» **EXERCISE PROMPT**: The records that follow should be retyped word for word.

━━━━━━━━

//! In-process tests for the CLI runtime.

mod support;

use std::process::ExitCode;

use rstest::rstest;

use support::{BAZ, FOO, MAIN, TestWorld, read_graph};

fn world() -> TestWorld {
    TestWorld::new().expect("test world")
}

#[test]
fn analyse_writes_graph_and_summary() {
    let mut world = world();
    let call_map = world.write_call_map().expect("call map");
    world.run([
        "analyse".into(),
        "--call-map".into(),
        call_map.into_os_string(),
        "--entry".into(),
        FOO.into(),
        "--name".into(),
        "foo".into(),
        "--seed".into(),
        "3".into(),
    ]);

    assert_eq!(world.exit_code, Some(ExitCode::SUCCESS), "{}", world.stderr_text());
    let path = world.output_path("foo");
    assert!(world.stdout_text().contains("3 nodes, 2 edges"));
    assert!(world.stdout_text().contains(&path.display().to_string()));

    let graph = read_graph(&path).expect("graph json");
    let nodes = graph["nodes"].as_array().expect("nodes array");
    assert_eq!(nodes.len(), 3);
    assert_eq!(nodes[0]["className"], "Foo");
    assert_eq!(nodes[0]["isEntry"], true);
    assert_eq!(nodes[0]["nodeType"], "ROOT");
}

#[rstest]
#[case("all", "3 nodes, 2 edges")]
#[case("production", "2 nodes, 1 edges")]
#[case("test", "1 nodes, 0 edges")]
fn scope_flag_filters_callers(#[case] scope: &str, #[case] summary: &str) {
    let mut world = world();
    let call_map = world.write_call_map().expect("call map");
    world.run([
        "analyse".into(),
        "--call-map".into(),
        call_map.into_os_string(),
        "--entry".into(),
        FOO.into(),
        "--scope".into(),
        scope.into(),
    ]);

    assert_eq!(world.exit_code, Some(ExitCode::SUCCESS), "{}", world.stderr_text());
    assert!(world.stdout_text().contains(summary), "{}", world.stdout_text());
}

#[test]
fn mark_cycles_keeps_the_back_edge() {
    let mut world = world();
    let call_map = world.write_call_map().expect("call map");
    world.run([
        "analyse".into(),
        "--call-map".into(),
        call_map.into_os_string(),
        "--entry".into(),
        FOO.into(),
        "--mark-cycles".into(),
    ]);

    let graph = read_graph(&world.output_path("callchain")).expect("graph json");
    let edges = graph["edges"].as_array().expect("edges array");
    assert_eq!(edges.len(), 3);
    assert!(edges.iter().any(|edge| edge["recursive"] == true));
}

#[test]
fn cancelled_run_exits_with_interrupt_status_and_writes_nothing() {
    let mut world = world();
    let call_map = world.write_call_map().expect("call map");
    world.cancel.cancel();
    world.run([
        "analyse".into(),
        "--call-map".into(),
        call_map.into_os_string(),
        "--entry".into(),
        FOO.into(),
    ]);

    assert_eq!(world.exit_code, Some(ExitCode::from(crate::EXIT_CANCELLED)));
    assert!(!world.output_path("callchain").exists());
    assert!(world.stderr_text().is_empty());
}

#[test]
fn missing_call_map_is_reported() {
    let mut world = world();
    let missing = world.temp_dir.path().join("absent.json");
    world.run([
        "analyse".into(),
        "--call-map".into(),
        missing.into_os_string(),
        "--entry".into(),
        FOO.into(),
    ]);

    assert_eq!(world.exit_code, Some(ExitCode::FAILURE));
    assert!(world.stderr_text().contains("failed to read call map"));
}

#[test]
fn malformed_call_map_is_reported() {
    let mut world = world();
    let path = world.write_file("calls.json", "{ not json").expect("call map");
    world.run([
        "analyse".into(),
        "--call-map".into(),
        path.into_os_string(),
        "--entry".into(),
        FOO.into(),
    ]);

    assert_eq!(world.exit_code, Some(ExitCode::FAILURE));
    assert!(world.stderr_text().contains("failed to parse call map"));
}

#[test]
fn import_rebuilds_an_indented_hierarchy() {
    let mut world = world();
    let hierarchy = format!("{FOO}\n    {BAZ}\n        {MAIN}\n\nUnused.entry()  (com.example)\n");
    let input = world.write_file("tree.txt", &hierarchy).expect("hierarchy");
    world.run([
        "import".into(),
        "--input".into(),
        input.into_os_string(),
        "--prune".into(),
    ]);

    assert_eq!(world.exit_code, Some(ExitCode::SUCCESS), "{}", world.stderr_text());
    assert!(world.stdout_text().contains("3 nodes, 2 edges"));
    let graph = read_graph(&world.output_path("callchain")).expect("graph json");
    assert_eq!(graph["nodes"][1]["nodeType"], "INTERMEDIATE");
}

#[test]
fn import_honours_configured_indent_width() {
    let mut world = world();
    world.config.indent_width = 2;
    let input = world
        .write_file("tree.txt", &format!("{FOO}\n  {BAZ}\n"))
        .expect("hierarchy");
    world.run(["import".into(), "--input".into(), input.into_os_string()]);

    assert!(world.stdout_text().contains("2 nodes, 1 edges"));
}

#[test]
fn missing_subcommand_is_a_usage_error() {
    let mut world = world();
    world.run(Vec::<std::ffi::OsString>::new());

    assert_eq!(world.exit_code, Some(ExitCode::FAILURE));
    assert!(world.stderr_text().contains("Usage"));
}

━━━━━━━━

» **YOUR RESPONSE**:
//! In-process tests for the CLI runtime.

mod support;

use std::process::ExitCode;

use rstest::rstest;

use support::{BAZ, FOO, MAIN, TestWorld, read_graph};

fn world() -> TestWorld {
    TestWorld::new().expect("test world")
}

#[test]
fn analyse_writes_graph_and_summary() {
    let mut world = world();
    let call_map = world.write_call_map().expect("call map");
    world.run([
        "analyse".into(),
        "--call-map".into(),
        call_map.into_os_string(),
        "--entry".into(),
        FOO.into(),
        "--name".into(),
        "foo".into(),
        "--seed".into(),
        "3".into(),
    ]);

    assert_eq!(world.exit_code, Some(ExitCode::SUCCESS), "{}", world.stderr_text());
    let path = world.output_path("foo");
    assert!(world.stdout_text().contains("3 nodes, 2 edges"));
    assert!(world.stdout_text().contains(&path.display().to_string()));

    let graph = read_graph(&path).expect("graph json");
    let nodes = graph["nodes"].as_array().expect("nodes array");
    assert_eq!(nodes.len(), 3);
    assert_eq!(nodes[0]["className"], "Foo");
    assert_eq!(nodes[0]["isEntry"], true);
    assert_eq!(nodes[0]["nodeType"], "ROOT");
}

#[rstest]
#[case("all", "3 nodes, 2 edges")]
#[case("production", "2 nodes, 1 edges")]
#[case("test", "1 nodes, 0 edges")]
fn scope_flag_filters_callers(#[case] scope: &str, #[case] summary: &str) {
    let mut world = world();
    let call_map = world.write_call_map().expect("call map");
    world.run([
        "analyse".into(),
        "--call-map".into(),
        call_map.into_os_string(),
        "--entry".into(),
        FOO.into(),
        "--scope".into(),
        scope.into(),
    ]);

    assert_eq!(world.exit_code, Some(ExitCode::SUCCESS), "{}", world.stderr_text());
    assert!(world.stdout_text().contains(summary), "{}", world.stdout_text());
}

#[test]
fn mark_cycles_keeps_the_back_edge() {
    let mut world = world();
    let call_map = world.write_call_map().expect("call map");
    world.run([
        "analyse".into(),
        "--call-map".into(),
        call_map.into_os_string(),
        "--entry".into(),
        FOO.into(),
        "--mark-cycles".into(),
    ]);

    let graph = read_graph(&world.output_path("callchain")).expect("graph json");
    let edges = graph["edges"].as_array().expect("edges array");
    assert_eq!(edges.len(), 3);
    assert!(edges.iter().any(|edge| edge["recursive"] == true));
}

#[test]
fn cancelled_run_exits_with_interrupt_status_and_writes_nothing() {
    let mut world = world();
    let call_map = world.write_call_map().expect("call map");
    world.cancel.cancel();
    world.run([
        "analyse".into(),
        "--call-map".into(),
        call_map.into_os_string(),
        "--entry".into(),
        FOO.into(),
    ]);

    assert_eq!(world.exit_code, Some(ExitCode::from(crate::EXIT_CANCELLED)));
    assert!(!world.output_path("callchain").exists());
    assert!(world.stderr_text().is_empty());
}

#[test]
fn missing_call_map_is_reported() {
    let mut world = world();
    let missing = world.temp_dir.path().join("absent.json");
    world.run([
        "analyse".into(),
        "--call-map".into(),
        missing.into_os_string(),
        "--entry".into(),
        FOO.into(),
    ]);

    assert_eq!(world.exit_code, Some(ExitCode::FAILURE));
    assert!(world.stderr_text().contains("failed to read call map"));
}

#[test]
fn malformed_call_map_is_reported() {
    let mut world = world();
    let path = world.write_file("calls.json", "{ not json").expect("call map");
    world.run([
        "analyse".into(),
        "--call-map".into(),
        path.into_os_string(),
        "--entry".into(),
        FOO.into(),
    ]);

    assert_eq!(world.exit_code, Some(ExitCode::FAILURE));
    assert!(world.stderr_text().contains("failed to parse call map"));
}

#[test]
fn import_rebuilds_an_indented_hierarchy() {
    let mut world = world();
    let hierarchy = format!("{FOO}\n    {BAZ}\n        {MAIN}\n\nUnused.entry()  (com.example)\n");
    let input = world.write_file("tree.txt", &hierarchy).expect("hierarchy");
    world.run([
        "import".into(),
        "--input".into(),
        input.into_os_string(),
        "--prune".into(),
    ]);

    assert_eq!(world.exit_code, Some(ExitCode::SUCCESS), "{}", world.stderr_text());
    assert!(world.stdout_text().contains("3 nodes, 2 edges"));
    let graph = read_graph(&world.output_path("callchain")).expect("graph json");
    assert_eq!(graph["nodes"][1]["nodeType"], "INTERMEDIATE");
}

#[test]
fn import_honours_configured_indent_width() {
    let mut world = world();
    world.config.indent_width = 2;
    let input = world
        .write_file("tree.txt", &format!("{FOO}\n  {BAZ}\n"))
        .expect("hierarchy");
    world.run(["import".into(), "--input".into(), input.into_os_string()]);

    assert!(world.stdout_text().contains("2 nodes, 1 edges"));
}

#[test]
fn missing_subcommand_is_a_usage_error() {
    let mut world = world();
    world.run(Vec::<std::ffi::OsString>::new());

    assert_eq!(world.exit_code, Some(ExitCode::FAILURE));
    assert!(world.stderr_text().contains("Usage"));
}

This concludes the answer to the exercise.